Thankfully kids typically love berries of all kinds. Blueberries are especially rich in antioxidants, vitamin C, and potassium, which promotes healthy muscle function and improves hydration. These little berries are also rich in fiber, which keeps the digestive system running smoothly. Toss a few berries into your child’s cereal or yogurt or mix them into desserts and smoothies.

Nuts and seeds

If your child can tolerate nuts, they can be an excellent snack. Both nuts and seeds are full of good fats, protein, fiber, folate, and magnesium! Eating nuts have been linked to a lower risk of diabetes and heart disease. You can also opt for organic nut and seed butter to spread on sandwiches, fruit, and veggies.

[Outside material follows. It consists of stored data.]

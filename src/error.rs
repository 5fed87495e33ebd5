use std::io;

use thiserror::Error as ThisError;

use crate::parser::types::SegmentType;

pub type Result<T> = std::result::Result<T, Error>;

#[derive(ThisError, Debug)]
pub enum Error {
    #[error("I/O error: {0}")]
    Io(#[from] io::Error),

    #[error("unknown segment type 0x{tag:02x} at byte {offset}")]
    UnknownSegmentType { tag: u8, offset: usize },

    #[error("{segment:?} segment at byte {offset} declares {declared} payload bytes but only {available} remain")]
    TruncatedSegment {
        segment: SegmentType,
        offset: usize,
        declared: usize,
        available: usize,
    },

    #[error("{segment:?} segment at byte {offset} is malformed near field `{field}`")]
    MalformedSegment {
        segment: SegmentType,
        offset: usize,
        field: &'static str,
    },

    #[error("{segment:?} segment has invalid {field} value 0x{value:02x}")]
    InvalidField {
        segment: SegmentType,
        field: &'static str,
        value: u8,
    },

    #[error("RLE run starting at byte {offset} needs {needed} bytes, only {available} remain")]
    TruncatedRun {
        offset: usize,
        needed: usize,
        available: usize,
    },

    #[error("RLE decoder reached impossible discriminator {0:#04b}")]
    DecodeInvariantViolation(u8),

    #[error("text recognition failed: {0}")]
    Ocr(String),

    #[error("image error: {0}")]
    Image(#[from] image::ImageError),
}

While seafood isn’t always a favorite, it is an excellent choice. If you can get your children to eat salmon, they will be getting plenty of heart-healthy omega-3 fatty acids, which supports overall health and brain development. Try salmon with a honey glaze or paired with rice to better fit your child’s tastebuds.

Leafy greens

Greens may also be tricky to incorporate into your child’s diet, but it is possible. Leafy greens are packed with nutrients, including fiber, plenty of antioxidants, vitamins A, C, and K. Try adding leafy greens to smoothies, soups, and omelets for a nutritional boost without your child ever noticing. Some of the best leafy greens to try include kale, spinach, collard greens, arugula, etc.

Sweet potatoes

Sweet potatoes are loaded with fiber, potassium, and beta-carotene. Try adding sweet potatoes to casseroles and soups or try swapping out regular french fries for sweet potato fries.


Avocados are an excellent part of a healthy diet. They are loaded with healthy fats, fiber and potassium as well as vitamins A, C, E, and B6. You can add avocados to smoothies, sandwiches, burgers, burritos and so much more. Also, try making your own guacamole at home for a fun and healthy snack.